-------- GIVEN INFORMATION

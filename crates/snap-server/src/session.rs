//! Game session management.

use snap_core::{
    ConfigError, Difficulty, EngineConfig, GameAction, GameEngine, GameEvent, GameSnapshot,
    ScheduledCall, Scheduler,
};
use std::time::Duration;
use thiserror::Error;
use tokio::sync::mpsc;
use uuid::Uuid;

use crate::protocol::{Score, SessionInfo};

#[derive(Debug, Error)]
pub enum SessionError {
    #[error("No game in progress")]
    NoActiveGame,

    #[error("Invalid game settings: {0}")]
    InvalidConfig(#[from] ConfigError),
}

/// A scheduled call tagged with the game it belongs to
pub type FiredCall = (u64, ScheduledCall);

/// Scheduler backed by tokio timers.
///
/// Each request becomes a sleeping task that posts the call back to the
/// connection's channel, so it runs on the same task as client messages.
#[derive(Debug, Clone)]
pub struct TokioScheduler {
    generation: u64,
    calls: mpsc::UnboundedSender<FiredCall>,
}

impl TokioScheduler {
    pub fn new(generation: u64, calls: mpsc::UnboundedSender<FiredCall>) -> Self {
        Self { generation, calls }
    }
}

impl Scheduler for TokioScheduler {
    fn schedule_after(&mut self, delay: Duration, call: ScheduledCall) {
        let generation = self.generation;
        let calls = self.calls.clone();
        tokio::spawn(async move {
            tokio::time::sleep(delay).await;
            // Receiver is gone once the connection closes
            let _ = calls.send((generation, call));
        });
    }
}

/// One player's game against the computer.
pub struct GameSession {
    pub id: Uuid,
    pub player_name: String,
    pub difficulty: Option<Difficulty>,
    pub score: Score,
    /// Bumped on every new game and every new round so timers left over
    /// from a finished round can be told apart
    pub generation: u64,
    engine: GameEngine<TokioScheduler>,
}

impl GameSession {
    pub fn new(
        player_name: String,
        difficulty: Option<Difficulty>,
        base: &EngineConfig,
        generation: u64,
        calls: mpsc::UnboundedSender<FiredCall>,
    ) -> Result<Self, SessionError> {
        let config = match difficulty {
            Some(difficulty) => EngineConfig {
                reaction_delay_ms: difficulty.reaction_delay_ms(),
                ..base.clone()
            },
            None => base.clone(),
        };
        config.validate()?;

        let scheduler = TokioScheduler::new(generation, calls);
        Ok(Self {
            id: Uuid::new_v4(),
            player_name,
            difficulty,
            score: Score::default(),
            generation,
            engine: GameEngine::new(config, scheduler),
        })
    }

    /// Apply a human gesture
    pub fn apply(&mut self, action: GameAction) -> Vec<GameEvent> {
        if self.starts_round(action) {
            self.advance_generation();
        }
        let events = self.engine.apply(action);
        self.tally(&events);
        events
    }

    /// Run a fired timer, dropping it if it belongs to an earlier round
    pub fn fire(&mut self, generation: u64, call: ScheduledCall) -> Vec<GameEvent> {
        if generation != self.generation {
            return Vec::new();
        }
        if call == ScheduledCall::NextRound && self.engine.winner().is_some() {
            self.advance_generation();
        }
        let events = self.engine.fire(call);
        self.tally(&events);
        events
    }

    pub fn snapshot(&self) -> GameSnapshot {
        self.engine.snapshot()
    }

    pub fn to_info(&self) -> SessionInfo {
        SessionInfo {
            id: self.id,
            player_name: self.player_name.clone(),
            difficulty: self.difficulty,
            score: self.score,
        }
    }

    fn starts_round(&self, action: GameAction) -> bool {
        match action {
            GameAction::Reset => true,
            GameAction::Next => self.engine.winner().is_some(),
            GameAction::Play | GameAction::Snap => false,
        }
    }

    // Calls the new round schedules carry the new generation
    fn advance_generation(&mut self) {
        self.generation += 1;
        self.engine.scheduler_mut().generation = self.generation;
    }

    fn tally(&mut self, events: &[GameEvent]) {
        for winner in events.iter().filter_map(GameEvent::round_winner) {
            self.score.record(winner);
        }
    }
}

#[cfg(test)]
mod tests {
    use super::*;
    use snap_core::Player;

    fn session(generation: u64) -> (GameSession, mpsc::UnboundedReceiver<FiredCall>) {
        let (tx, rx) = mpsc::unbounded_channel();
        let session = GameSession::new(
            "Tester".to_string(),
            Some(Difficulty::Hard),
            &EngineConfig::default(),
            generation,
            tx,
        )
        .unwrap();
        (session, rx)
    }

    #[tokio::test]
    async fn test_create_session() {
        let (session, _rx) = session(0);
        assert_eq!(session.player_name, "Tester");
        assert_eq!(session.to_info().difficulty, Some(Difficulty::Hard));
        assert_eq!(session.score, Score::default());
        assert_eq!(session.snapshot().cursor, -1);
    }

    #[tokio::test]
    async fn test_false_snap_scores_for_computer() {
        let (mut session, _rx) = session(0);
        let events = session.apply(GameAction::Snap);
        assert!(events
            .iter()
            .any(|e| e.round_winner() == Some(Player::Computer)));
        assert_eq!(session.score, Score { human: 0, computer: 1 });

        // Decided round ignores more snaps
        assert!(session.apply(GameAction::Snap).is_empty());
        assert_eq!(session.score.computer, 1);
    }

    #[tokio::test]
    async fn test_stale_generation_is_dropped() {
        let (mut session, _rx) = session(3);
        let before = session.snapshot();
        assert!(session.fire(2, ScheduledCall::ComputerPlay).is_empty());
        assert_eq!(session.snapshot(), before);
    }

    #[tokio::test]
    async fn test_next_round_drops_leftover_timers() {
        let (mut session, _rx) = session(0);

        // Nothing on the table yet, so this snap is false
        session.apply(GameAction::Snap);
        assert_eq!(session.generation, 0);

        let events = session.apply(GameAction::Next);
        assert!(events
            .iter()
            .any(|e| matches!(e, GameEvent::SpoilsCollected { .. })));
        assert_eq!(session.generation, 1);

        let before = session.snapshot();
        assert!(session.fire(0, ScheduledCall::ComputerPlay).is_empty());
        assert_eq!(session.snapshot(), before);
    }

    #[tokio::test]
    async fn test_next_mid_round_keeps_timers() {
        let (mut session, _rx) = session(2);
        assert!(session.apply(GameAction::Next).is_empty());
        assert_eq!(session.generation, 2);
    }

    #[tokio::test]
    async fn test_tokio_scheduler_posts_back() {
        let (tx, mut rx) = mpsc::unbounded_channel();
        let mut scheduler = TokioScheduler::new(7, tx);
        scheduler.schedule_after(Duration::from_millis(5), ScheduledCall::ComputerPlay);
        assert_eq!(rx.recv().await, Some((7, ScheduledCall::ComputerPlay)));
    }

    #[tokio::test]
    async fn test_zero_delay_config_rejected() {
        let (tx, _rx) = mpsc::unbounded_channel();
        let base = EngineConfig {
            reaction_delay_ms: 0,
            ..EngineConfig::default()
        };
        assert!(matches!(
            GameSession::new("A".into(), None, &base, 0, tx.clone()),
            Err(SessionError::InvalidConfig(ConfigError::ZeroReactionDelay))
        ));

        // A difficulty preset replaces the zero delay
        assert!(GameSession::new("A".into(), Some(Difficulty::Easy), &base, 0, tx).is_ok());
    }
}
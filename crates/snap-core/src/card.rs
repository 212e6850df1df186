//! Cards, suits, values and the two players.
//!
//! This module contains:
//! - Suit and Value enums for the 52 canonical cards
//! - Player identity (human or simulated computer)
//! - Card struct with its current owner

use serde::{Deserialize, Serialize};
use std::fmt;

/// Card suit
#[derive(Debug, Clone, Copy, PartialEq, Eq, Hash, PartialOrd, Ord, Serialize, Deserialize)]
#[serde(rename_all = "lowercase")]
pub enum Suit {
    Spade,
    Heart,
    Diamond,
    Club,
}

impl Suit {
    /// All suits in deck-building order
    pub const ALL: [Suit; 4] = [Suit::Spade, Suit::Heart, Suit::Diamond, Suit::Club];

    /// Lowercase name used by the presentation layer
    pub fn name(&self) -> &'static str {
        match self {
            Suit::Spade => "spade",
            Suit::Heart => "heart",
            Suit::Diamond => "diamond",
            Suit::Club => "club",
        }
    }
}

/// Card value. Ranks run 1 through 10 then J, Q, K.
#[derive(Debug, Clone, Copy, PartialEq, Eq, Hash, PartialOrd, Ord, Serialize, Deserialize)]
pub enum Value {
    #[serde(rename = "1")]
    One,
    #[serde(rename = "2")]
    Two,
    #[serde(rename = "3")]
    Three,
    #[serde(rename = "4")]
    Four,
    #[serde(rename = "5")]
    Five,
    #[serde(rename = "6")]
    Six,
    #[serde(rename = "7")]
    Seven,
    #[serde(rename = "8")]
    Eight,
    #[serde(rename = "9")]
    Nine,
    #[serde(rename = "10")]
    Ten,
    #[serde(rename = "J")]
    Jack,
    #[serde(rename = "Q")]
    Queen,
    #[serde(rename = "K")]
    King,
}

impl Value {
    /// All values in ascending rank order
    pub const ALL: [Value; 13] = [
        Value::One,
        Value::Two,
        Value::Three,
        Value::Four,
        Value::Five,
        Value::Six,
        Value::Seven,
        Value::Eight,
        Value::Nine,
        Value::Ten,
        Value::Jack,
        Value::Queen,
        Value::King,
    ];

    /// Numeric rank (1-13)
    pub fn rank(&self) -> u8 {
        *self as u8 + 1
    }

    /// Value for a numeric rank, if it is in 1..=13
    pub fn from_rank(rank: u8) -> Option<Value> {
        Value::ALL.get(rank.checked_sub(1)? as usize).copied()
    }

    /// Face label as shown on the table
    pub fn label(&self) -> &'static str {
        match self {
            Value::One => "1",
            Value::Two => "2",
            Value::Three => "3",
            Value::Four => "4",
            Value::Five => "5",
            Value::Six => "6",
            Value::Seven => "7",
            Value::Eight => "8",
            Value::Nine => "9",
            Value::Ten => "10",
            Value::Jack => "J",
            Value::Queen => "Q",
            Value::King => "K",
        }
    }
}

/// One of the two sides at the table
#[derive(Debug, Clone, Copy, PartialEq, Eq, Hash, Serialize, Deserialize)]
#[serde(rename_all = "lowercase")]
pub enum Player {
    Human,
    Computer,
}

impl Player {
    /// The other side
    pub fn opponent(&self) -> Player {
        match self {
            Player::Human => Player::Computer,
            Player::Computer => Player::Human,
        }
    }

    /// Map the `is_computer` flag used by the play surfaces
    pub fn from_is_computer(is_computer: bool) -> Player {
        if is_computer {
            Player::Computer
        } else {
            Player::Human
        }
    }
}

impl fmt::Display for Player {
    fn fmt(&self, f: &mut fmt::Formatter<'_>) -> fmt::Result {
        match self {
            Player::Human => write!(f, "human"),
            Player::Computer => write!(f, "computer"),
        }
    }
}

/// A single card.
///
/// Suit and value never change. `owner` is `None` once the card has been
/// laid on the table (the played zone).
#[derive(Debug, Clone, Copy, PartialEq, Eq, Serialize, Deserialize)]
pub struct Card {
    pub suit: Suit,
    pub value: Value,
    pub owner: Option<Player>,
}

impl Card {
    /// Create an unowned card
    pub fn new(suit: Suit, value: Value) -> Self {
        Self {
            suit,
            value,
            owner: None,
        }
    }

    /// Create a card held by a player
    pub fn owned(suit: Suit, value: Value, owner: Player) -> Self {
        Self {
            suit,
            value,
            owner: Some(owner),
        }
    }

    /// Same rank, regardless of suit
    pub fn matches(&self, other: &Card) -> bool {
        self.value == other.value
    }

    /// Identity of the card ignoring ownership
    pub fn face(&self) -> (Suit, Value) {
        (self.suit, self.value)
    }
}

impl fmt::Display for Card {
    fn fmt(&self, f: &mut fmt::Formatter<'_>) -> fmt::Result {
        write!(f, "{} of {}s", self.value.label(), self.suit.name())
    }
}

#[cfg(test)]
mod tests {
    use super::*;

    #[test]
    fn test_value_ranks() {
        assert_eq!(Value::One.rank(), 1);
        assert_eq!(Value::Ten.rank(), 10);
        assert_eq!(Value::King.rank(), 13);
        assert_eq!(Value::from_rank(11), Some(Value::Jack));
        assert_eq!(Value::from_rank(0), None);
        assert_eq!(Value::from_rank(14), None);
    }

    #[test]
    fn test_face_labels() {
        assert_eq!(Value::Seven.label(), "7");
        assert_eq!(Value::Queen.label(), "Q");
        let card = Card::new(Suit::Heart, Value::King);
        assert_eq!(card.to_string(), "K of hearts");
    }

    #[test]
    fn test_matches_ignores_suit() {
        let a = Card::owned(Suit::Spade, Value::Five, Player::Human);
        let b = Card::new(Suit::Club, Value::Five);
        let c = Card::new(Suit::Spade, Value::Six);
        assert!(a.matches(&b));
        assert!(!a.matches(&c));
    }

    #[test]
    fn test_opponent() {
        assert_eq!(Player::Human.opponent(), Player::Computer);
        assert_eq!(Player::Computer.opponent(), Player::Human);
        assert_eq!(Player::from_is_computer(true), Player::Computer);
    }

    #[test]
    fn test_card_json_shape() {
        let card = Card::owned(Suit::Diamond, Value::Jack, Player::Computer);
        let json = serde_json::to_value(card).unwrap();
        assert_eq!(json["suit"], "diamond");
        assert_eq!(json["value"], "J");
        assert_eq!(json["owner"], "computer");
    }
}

----------------
-------- GIVEN INFORMATION

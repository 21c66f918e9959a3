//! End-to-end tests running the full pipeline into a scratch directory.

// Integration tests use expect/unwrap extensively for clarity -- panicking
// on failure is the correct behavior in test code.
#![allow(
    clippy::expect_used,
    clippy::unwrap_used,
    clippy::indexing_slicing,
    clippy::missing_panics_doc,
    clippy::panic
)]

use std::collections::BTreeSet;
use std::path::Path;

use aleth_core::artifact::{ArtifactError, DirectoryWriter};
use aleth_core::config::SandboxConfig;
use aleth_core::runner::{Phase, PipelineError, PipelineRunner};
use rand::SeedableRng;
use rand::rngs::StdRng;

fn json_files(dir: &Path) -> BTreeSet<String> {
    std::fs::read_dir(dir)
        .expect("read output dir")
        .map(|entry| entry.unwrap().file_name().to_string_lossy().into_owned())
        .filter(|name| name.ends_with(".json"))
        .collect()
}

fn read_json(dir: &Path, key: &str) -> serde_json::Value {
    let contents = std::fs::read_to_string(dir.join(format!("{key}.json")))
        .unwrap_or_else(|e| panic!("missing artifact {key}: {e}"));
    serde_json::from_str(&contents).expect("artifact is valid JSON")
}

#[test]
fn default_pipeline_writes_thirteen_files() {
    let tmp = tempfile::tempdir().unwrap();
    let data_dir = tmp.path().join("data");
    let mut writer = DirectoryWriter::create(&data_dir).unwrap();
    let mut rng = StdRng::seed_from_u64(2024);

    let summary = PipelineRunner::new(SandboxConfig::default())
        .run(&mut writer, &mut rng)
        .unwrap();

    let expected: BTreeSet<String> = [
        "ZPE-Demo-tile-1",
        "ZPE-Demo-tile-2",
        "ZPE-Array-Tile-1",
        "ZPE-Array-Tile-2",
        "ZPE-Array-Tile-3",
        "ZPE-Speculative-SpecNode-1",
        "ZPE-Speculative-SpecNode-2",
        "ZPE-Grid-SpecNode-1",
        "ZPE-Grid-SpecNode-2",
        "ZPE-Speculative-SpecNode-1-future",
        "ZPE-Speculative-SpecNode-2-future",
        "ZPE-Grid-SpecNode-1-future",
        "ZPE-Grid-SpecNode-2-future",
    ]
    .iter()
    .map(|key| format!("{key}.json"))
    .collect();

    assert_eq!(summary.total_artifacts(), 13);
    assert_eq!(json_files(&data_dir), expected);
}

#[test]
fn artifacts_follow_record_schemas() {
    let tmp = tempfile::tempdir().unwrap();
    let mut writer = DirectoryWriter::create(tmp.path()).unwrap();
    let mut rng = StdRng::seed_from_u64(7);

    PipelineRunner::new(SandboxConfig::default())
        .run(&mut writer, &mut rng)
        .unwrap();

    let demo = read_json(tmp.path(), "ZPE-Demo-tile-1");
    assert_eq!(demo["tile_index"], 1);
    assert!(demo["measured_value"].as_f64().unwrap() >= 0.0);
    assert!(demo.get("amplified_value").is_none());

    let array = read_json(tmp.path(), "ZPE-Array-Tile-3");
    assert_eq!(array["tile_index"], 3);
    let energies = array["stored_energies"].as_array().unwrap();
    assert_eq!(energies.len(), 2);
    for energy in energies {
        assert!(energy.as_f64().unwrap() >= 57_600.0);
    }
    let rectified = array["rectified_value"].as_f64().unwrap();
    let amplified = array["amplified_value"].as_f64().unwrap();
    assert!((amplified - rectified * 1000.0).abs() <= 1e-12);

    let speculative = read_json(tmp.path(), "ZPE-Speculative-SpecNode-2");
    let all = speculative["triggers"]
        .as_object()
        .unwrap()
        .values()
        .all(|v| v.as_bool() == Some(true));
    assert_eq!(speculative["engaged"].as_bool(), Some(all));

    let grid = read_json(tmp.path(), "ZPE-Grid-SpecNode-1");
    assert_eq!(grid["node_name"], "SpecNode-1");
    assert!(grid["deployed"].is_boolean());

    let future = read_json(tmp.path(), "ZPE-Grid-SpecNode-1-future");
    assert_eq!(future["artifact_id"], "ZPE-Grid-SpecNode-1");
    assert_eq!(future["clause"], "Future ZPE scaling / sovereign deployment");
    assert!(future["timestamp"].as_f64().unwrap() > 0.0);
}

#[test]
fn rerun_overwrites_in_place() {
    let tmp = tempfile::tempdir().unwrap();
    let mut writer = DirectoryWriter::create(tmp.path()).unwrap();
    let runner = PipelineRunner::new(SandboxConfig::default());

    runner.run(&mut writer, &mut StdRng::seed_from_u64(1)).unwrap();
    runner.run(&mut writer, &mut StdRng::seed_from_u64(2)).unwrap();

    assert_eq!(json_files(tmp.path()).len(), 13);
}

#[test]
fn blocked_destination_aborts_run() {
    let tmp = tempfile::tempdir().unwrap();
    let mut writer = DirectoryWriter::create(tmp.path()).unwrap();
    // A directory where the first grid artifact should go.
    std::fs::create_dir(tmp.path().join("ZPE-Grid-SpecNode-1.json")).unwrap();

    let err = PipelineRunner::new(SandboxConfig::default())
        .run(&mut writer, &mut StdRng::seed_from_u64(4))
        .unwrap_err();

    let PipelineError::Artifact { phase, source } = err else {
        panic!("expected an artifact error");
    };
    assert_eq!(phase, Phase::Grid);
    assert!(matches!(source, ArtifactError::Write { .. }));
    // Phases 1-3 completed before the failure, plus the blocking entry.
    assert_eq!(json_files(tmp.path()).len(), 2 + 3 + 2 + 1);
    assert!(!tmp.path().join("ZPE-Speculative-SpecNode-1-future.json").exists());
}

----------------

■ EXERCISE REQUIREMENTS:
Extract every line from the records above that contains the word "expected".

■ RESULT:
    let expected: BTreeSet<String> = [
    assert_eq!(json_files(&data_dir), expected);
        panic!("expected an artifact error");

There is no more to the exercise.